TASK TO CARRY OUT:
Track down each line below containing the string "LocalizedFiles" and copy it.

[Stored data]
-=-=-=-=-
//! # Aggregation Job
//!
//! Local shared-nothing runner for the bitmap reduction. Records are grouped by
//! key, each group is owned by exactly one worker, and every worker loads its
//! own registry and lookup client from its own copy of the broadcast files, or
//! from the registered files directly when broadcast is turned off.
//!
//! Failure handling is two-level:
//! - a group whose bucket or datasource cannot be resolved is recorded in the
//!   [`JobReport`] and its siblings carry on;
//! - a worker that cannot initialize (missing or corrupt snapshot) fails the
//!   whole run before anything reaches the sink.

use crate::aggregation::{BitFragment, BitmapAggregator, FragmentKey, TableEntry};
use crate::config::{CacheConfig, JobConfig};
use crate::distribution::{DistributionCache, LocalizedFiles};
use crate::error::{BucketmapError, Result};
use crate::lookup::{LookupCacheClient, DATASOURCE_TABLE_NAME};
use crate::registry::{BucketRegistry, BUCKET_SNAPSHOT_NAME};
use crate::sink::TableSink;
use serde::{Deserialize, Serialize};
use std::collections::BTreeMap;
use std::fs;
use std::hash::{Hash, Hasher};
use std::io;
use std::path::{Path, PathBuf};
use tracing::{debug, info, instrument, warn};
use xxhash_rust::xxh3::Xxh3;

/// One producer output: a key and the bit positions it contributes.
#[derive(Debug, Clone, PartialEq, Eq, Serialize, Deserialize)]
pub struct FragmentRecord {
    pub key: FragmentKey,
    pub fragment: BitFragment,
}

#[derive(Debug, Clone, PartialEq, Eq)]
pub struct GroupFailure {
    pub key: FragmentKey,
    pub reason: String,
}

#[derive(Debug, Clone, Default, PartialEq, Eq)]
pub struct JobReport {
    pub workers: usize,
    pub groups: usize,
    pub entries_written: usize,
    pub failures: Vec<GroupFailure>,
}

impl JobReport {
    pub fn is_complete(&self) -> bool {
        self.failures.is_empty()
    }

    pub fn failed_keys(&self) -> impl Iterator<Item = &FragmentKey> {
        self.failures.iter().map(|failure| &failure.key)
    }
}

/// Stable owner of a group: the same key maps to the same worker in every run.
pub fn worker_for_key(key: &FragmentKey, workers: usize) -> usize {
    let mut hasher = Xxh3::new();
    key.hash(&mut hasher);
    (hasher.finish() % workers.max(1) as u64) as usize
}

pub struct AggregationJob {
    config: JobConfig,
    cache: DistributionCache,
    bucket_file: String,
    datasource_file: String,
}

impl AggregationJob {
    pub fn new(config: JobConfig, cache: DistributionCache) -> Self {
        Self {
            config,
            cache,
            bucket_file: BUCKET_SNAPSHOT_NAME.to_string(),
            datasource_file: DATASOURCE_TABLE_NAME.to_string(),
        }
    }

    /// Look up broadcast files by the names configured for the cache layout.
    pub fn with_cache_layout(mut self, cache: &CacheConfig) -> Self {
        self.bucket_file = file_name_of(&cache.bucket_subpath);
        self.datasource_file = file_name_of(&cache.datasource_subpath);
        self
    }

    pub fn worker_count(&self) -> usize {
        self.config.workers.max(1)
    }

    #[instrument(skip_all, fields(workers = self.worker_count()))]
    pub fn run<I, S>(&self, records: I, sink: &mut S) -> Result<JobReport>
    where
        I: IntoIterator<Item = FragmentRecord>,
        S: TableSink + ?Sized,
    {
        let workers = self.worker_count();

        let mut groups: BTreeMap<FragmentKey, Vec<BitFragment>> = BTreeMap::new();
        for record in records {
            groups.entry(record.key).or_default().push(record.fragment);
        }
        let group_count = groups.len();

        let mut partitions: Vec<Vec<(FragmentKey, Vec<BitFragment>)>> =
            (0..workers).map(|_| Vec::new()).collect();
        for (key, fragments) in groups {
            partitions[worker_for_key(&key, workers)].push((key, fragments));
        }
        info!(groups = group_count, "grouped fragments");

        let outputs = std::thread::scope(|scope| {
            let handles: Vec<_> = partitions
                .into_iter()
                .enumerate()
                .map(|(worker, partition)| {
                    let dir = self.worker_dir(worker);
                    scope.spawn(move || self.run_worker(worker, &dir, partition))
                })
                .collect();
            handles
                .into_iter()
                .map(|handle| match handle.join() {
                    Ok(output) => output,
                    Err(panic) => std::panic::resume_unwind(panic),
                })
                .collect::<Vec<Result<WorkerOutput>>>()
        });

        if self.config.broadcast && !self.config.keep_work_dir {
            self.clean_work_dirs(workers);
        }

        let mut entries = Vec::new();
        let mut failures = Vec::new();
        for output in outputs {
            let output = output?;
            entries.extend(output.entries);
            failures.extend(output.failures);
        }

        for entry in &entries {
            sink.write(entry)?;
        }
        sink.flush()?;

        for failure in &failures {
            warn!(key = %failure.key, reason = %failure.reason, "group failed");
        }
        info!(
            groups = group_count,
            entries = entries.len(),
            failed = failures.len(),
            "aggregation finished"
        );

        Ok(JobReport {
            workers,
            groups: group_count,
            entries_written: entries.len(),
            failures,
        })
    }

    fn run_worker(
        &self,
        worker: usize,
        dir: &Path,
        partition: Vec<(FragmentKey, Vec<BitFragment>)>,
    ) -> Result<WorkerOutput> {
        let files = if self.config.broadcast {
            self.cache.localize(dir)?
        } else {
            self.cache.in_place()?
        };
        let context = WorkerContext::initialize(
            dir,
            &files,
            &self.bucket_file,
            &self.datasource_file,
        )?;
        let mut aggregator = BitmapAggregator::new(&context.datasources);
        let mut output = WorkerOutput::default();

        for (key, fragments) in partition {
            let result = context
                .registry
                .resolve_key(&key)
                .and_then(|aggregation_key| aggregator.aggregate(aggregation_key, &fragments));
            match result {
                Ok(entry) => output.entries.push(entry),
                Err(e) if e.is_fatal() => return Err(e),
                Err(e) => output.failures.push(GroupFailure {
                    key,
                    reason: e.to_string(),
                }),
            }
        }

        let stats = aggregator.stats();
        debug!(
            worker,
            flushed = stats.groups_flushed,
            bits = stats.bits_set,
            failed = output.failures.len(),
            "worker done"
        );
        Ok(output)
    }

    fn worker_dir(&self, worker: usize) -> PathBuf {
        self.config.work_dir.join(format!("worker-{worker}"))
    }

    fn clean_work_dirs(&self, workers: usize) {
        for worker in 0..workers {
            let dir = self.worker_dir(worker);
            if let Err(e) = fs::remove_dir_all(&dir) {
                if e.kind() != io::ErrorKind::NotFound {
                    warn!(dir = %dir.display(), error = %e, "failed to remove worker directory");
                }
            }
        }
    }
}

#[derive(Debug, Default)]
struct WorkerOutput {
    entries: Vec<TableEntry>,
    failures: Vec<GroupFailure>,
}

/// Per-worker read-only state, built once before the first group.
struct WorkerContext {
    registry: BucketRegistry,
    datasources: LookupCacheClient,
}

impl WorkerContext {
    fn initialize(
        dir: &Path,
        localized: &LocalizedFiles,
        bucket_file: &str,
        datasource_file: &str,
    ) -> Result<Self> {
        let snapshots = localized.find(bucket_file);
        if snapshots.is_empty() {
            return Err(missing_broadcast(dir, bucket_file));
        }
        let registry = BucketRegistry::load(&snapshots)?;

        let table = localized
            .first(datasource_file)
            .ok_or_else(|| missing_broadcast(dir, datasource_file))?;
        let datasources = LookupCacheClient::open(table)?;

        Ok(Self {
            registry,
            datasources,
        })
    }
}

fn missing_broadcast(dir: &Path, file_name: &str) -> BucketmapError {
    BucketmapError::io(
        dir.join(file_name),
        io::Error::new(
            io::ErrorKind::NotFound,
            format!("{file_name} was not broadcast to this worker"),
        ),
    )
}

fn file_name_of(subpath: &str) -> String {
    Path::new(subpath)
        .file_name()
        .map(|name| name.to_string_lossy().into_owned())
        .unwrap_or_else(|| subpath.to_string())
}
-=-=-=-=-
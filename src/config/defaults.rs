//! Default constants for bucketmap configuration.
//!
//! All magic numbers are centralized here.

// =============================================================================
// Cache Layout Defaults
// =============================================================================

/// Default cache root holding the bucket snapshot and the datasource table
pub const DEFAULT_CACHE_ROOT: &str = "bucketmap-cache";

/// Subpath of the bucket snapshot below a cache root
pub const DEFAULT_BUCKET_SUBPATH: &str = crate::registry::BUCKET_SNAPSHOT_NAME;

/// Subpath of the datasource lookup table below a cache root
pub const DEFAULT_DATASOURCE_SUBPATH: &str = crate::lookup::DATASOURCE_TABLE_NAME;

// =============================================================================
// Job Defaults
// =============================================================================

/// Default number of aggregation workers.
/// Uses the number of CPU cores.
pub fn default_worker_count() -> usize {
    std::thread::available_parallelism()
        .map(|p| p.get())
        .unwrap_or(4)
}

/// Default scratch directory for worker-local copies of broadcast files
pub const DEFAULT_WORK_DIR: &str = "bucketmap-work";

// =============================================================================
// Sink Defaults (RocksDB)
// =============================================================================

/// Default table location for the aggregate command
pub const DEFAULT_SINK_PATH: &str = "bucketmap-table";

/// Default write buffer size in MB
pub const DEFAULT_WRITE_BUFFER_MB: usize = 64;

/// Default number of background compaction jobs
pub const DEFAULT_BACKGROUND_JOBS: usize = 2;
-=-=-=-=-
RESPONSE FOR THIS EXERCISE:
use crate::distribution::{DistributionCache, LocalizedFiles};
        localized: &LocalizedFiles,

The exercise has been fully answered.